Das Ende der Bescheidenheit
Lohnkompromiss im öffentlichen Dienst weckt viele Wünsche. Auch andere Branchen wollen nun mehr Geld. Doch die Politiker warnen vor übertriebenen Erwartungen.
MÜNCHEN/HANNOVER Eine Einigung mit Folgen: Das Ende der Tarifauseinandersetzungen im öffentlichen Dienst weckt auch bei vielen Beschäftigten anderer Branchen die Hoffnung auf mehr Geld. Unternehmer und Politiker hingegen warnen bereits vor übertriebenen Erwartungen – und vor den Folgen für Konjunktur und Aufschwung.
Das Signal aus Potsdam vom Montag – acht Prozent mehr Geld für den öffentlichen Dienst, gerechnet auf zwei Jahre – elektrisierte gestern viele Beschäftigte. So verlangten Bayerns Beamte umgehend auch für sich einen großen Schluck aus der Pulle. Da für sie erst 2009 die nächste Verhandlungsrunde anstehe, müsse es schon vorab eine schnelle Einmalzahlung in Höhe von 600 Euro geben, so Beamtenbund-Chef Rolf Habermann. Ähnlich die Ärzte (die von der Tarifeinigung am Montag nicht betroffen sind): Man verlange nun „eine kräftig aufgewertete Offerte“, sagte der Vorsitzende des Marburger Bundes, Rudolf Henke.

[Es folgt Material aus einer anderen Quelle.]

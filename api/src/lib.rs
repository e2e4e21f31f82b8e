//! HTTP surface for webcam similarity search.
//!
//! Routes:
//! - `POST /api/searchWebcamFromAtlas`: JSON `{ "query", "count" }`
//! - `POST /api/searchWebcamByImage`: multipart `count` + `image`
//! - `POST /api/searchWebcamByURL`: JSON `{ "imageUrl", "count" }`
//! - `GET  /health`

use std::sync::Arc;

mod core;
mod error_handler;
mod routes;

use axum::{
    Router,
    extract::DefaultBodyLimit,
    middleware,
    routing::{get, post},
};
use tokio::signal;
use tower_http::trace::TraceLayer;
use tracing::{error, info};

pub use crate::core::app_config::{AppConfig, ConfigError};
pub use crate::core::app_state::AppState;
pub use crate::core::request_id::REQUEST_ID_HEADER;
pub use crate::core::telemetry;
pub use crate::error_handler::AppError;

use crate::core::request_id::propagate_request_id;
use crate::routes::{
    health_route::health_route, search_image::search_image_route::search_image_route,
    search_text::search_text_route::search_text_route,
    search_url::search_url_route::search_url_route,
};

/// Builds the router over a ready pipeline.
pub fn router(state: Arc<AppState>, max_upload_bytes: usize) -> Router {
    Router::new()
        .route("/api/searchWebcamFromAtlas", post(search_text_route))
        .route("/api/searchWebcamByImage", post(search_image_route))
        .route("/api/searchWebcamByURL", post(search_url_route))
        .route("/health", get(health_route))
        .layer(DefaultBodyLimit::max(max_upload_bytes))
        .layer(TraceLayer::new_for_http())
        .layer(middleware::from_fn(propagate_request_id))
        .with_state(state)
}

/// Reads configuration, loads the model, connects the index and serves until Ctrl+C.
pub async fn start() -> Result<(), AppError> {
    let cfg = AppConfig::from_env()?;
    let state = Arc::new(AppState::from_env(&cfg).await?);
    let app = router(state, cfg.max_upload_bytes);

    let listener = tokio::net::TcpListener::bind(&cfg.address)
        .await
        .map_err(AppError::Bind)?;
    info!(address = %cfg.address, "api.start: listening");

    // Start server with graceful shutdown on Ctrl+C
    axum::serve(listener, app)
        .with_graceful_shutdown(shutdown_signal())
        .await
        .map_err(AppError::Server)?;

    info!("api.start: stopped");
    Ok(())
}

/// Resolves when Ctrl+C is pressed.
async fn shutdown_signal() {
    if let Err(e) = signal::ctrl_c().await {
        error!(error = %e, "failed to listen for shutdown signal");
        std::future::pending::<()>().await;
    }
}
//! CLIP projection heads backed by ONNX Runtime.
//!
//! A model directory holds the text and vision towers exported separately
//! (`text_model.onnx`, `vision_model.onnx`, optionally under `onnx/`), the
//! `tokenizer.json` and an optional `preprocessor_config.json`.
//!
//! Outputs are returned exactly as the projection heads emit them, flattened
//! to one vector. No re-normalization is applied: the stored index vectors
//! were produced the same way.

use std::path::{Path, PathBuf};
use std::sync::Mutex;

use ndarray::{Array2, Array4};
use ort::session::{Session, builder::GraphOptimizationLevel};
use ort::value::Tensor;
use tokenizers::{Tokenizer, TruncationDirection, TruncationParams, TruncationStrategy};
use tracing::{debug, info};

use crate::config::EncoderConfig;
use crate::errors::EncodeError;
use crate::preprocess::PreprocessConfig;
use crate::query::EmbeddingVector;

/// CLIP text context length.
pub const MAX_TEXT_TOKENS: usize = 77;

const TEXT_MODEL_FILE: &str = "text_model.onnx";
const VISION_MODEL_FILE: &str = "vision_model.onnx";
const TOKENIZER_FILE: &str = "tokenizer.json";
const PREPROCESSOR_FILE: &str = "preprocessor_config.json";

/// The two projection heads of a joint text/image embedding model.
///
/// Implementations are synchronous and may block; callers run them on a
/// blocking thread.
pub trait Projection: Send + Sync + 'static {
    /// Embeds already validated, non-empty text.
    fn embed_text(&self, text: &str) -> Result<EmbeddingVector, EncodeError>;

    /// Embeds a preprocessed `[1, 3, H, W]` pixel tensor.
    fn embed_pixels(&self, pixels: Array4<f32>) -> Result<EmbeddingVector, EncodeError>;
}

/// ONNX-backed CLIP model: tokenizer plus text and vision sessions.
pub struct ClipModel {
    model_id: String,
    tokenizer: Tokenizer,
    // `Session::run` needs `&mut self`.
    text: Mutex<Session>,
    vision: Mutex<Session>,
    preprocess: PreprocessConfig,
}

impl ClipModel {
    /// Loads every model artifact for `cfg.model_id`. Fails fast on any missing file.
    pub fn load(cfg: &EncoderConfig) -> Result<Self, EncodeError> {
        let dir = cfg.model_dir();
        info!(model = %cfg.model_id, dir = %dir.display(), "clip_model.load: start");

        let text_path = locate(&dir, TEXT_MODEL_FILE)?;
        let vision_path = locate(&dir, VISION_MODEL_FILE)?;
        let tokenizer_path = locate(&dir, TOKENIZER_FILE)?;

        let tokenizer = load_tokenizer(&tokenizer_path)?;
        let text = build_session(&text_path, cfg.inference_threads)?;
        let vision = build_session(&vision_path, cfg.inference_threads)?;
        let preprocess = PreprocessConfig::load_or_default(&dir.join(PREPROCESSOR_FILE))?;

        info!(
            model = %cfg.model_id,
            crop = preprocess.crop_width,
            "clip_model.load: ready"
        );

        Ok(Self {
            model_id: cfg.model_id.clone(),
            tokenizer,
            text: Mutex::new(text),
            vision: Mutex::new(vision),
            preprocess,
        })
    }

    pub fn model_id(&self) -> &str {
        &self.model_id
    }

    /// Pixel preprocessing read from the model directory.
    pub fn preprocess_config(&self) -> &PreprocessConfig {
        &self.preprocess
    }
}

impl Projection for ClipModel {
    fn embed_text(&self, text: &str) -> Result<EmbeddingVector, EncodeError> {
        let encoding = self
            .tokenizer
            .encode(text, true)
            .map_err(|e| EncodeError::Inference(format!("tokenization failed: {e}")))?;

        let ids: Vec<i64> = encoding.get_ids().iter().map(|id| *id as i64).collect();
        let mask: Vec<i64> = encoding
            .get_attention_mask()
            .iter()
            .map(|m| *m as i64)
            .collect();
        let len = ids.len();
        if len == 0 {
            return Err(EncodeError::InvalidInput("text produced no tokens".into()));
        }

        let ids = Array2::from_shape_vec((1, len), ids)
            .map_err(|e| EncodeError::Inference(e.to_string()))?;
        let mask = Array2::from_shape_vec((1, len), mask)
            .map_err(|e| EncodeError::Inference(e.to_string()))?;
        let ids = Tensor::from_array(ids).map_err(|e| EncodeError::Inference(e.to_string()))?;
        let mask = Tensor::from_array(mask).map_err(|e| EncodeError::Inference(e.to_string()))?;

        let mut session = self
            .text
            .lock()
            .map_err(|_| EncodeError::Inference("text session lock poisoned".into()))?;

        let input_names: Vec<String> = session.inputs.iter().map(|i| i.name.clone()).collect();
        let output_name = pick_output(&session, "text_embeds")?;
        let ids_name = input_names
            .iter()
            .find(|n| n.contains("input_ids"))
            .cloned()
            .unwrap_or_else(|| "input_ids".to_string());
        let mask_name = input_names.iter().find(|n| n.contains("attention_mask")).cloned();

        let outputs = match mask_name {
            Some(mask_name) => session.run(ort::inputs![ids_name => ids, mask_name => mask]),
            None => session.run(ort::inputs![ids_name => ids]),
        }
        .map_err(|e| EncodeError::Inference(format!("text tower: {e}")))?;

        let output = outputs
            .get(&output_name)
            .ok_or_else(|| EncodeError::Inference(format!("missing output '{output_name}'")))?;
        let (_shape, data) = output
            .try_extract_tensor::<f32>()
            .map_err(|e| EncodeError::Inference(format!("text output: {e}")))?;

        let embedding = finite(data.to_vec())?;
        debug!(tokens = len, dim = embedding.len(), "clip_model.embed_text: done");
        Ok(embedding)
    }

    fn embed_pixels(&self, pixels: Array4<f32>) -> Result<EmbeddingVector, EncodeError> {
        let pixels =
            Tensor::from_array(pixels).map_err(|e| EncodeError::Inference(e.to_string()))?;

        let mut session = self
            .vision
            .lock()
            .map_err(|_| EncodeError::Inference("vision session lock poisoned".into()))?;

        let input_name = session
            .inputs
            .first()
            .map(|i| i.name.clone())
            .unwrap_or_else(|| "pixel_values".to_string());
        let output_name = pick_output(&session, "image_embeds")?;

        let outputs = session
            .run(ort::inputs![input_name => pixels])
            .map_err(|e| EncodeError::Inference(format!("vision tower: {e}")))?;

        let output = outputs
            .get(&output_name)
            .ok_or_else(|| EncodeError::Inference(format!("missing output '{output_name}'")))?;
        let (_shape, data) = output
            .try_extract_tensor::<f32>()
            .map_err(|e| EncodeError::Inference(format!("vision output: {e}")))?;

        let embedding = finite(data.to_vec())?;
        debug!(dim = embedding.len(), "clip_model.embed_pixels: done");
        Ok(embedding)
    }
}

/// Finds `file` directly in `dir` or in its `onnx/` sub-directory.
fn locate(dir: &Path, file: &str) -> Result<PathBuf, EncodeError> {
    let candidates = [dir.join(file), dir.join("onnx").join(file)];
    candidates
        .iter()
        .find(|p| p.is_file())
        .cloned()
        .ok_or_else(|| {
            EncodeError::ModelLoad(format!("{file} not found under {}", dir.display()))
        })
}

fn load_tokenizer(path: &Path) -> Result<Tokenizer, EncodeError> {
    let mut tokenizer = Tokenizer::from_file(path)
        .map_err(|e| EncodeError::ModelLoad(format!("tokenizer {}: {e}", path.display())))?;

    // Single queries are never padded; long ones are cut at the context length.
    tokenizer.with_padding(None);
    tokenizer
        .with_truncation(Some(TruncationParams {
            max_length: MAX_TEXT_TOKENS,
            strategy: TruncationStrategy::LongestFirst,
            stride: 0,
            direction: TruncationDirection::Right,
        }))
        .map_err(|e| EncodeError::ModelLoad(format!("tokenizer truncation: {e}")))?;

    Ok(tokenizer)
}

fn build_session(path: &Path, threads: usize) -> Result<Session, EncodeError> {
    debug!(path = %path.display(), threads, "clip_model.build_session");
    Session::builder()
        .map_err(|e| EncodeError::ModelLoad(e.to_string()))?
        .with_optimization_level(GraphOptimizationLevel::Level3)
        .map_err(|e| EncodeError::ModelLoad(e.to_string()))?
        .with_intra_threads(threads)
        .map_err(|e| EncodeError::ModelLoad(e.to_string()))?
        .commit_from_file(path)
        .map_err(|e| EncodeError::ModelLoad(format!("{}: {e}", path.display())))
}

/// Prefers the named projection output, else the session's first output.
fn pick_output(session: &Session, preferred: &str) -> Result<String, EncodeError> {
    if session.outputs.iter().any(|o| o.name == preferred) {
        return Ok(preferred.to_string());
    }
    session
        .outputs
        .first()
        .map(|o| o.name.clone())
        .ok_or_else(|| EncodeError::Inference("model has no outputs".into()))
}

fn finite(v: Vec<f32>) -> Result<EmbeddingVector, EncodeError> {
    if v.is_empty() {
        return Err(EncodeError::Inference("empty embedding".into()));
    }
    if v.iter().any(|x| !x.is_finite()) {
        return Err(EncodeError::Inference(
            "embedding contains non-finite values".into(),
        ));
    }
    Ok(v)
}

Die Dienstleistungsgewerkschaft Verdi und die öffentlichen Arbeitgeber von Bund und Gemeinden hatten sich am Montag nach zähen Verhandlungsrunden auf einen abgestuften Kompromiss geeinigt. Demnach erhalten alle Arbeitnehmer einen Sockelbetrag von 50 Euro pro Monat. Dazu kommen 3,1 Prozent mehr Geld in diesem und noch einmal 2,8 im nächsten Jahr sowie einmalig 225 Euro. Daraus errechnen die Gewerkschaften eine Gesamterhöhung von acht Prozent.
Mit besonderem Interesse wurde diese Einigung auch in der Chemieindustrie registriert: Für deren mehr als 500000 Beschäftigte begannen am Dienstag die Tarifverhandlungen in Hannover. Die Gewerkschaft verlangt ein Plus von sieben Prozent. Angesichts der boomenden Branche seien so große Gehaltssprünge durchaus angemessen. Die Chemie-Arbeitgeber rechnen offenbar fest mit dem gesteigerten Appetit ihrer Angestellten: Man bereitet sich auf „komplizierte und lange Verhandlungen“ vor, erklärte der Arbeitgeberverband.
Steigende Löhne allenthalben
Mit spürbar steigenden Löhnen quer durch alle Branchen rechnet auch das Institut für Wirtschaftsforschung: „Wir werden in diesem Jahr höhere Abschlüsse bekommen“, sagte Präsident Ulrich Blum. Wegen der hohen Inflation sei ein Lohnplus von bis zu fünf Prozent „erträglich“.
Unterdessen gingen bei der Post die Warnstreiks von Verdi weiter. Alleine in München waren 500 Zusteller ganztägig im Ausstand, bundesweit waren es 5000. Jeder zweite Brief in München kam laut Verdi nicht an. Ab heute soll der Streik auf ganz Bayern ausgeweitet werden. In dem Streik geht es um Jobgarantien, Arbeitszeiten und Löhne.
Arbeitgeberpräsident Dieter Hundt kritisierte den Tarifkompromiss als „falsche Weichenstellung“. Er dürfe kein Vorbild sein für die private Wirtschaft. Auch die Kommunen beurteilen die Tarifeinigung skeptisch. Vor allem in Städten mit hoher Arbeitslosigkeit werde sich die Lage eher verschärfen, weil die Rathäuser nun noch einmal gezwungen seien, zu sparen und Stellen abzubauen, so der Städtetag. Auch auf höhere Gebühren bei Nahverkehr und Müllabfuhr müssten sich die Bürger nun einstellen.
Besonderen Belastungen sehen sich auch die Krankenhäuser ausgesetzt. Klinikbetreiber kündigten an, die Patienten würden einen Sparkurs zu spüren bekommen. Anders ließen sich die acht Prozent „nicht mehr schultern“, erklärte die Bayerische Krankenhausgesellschaft.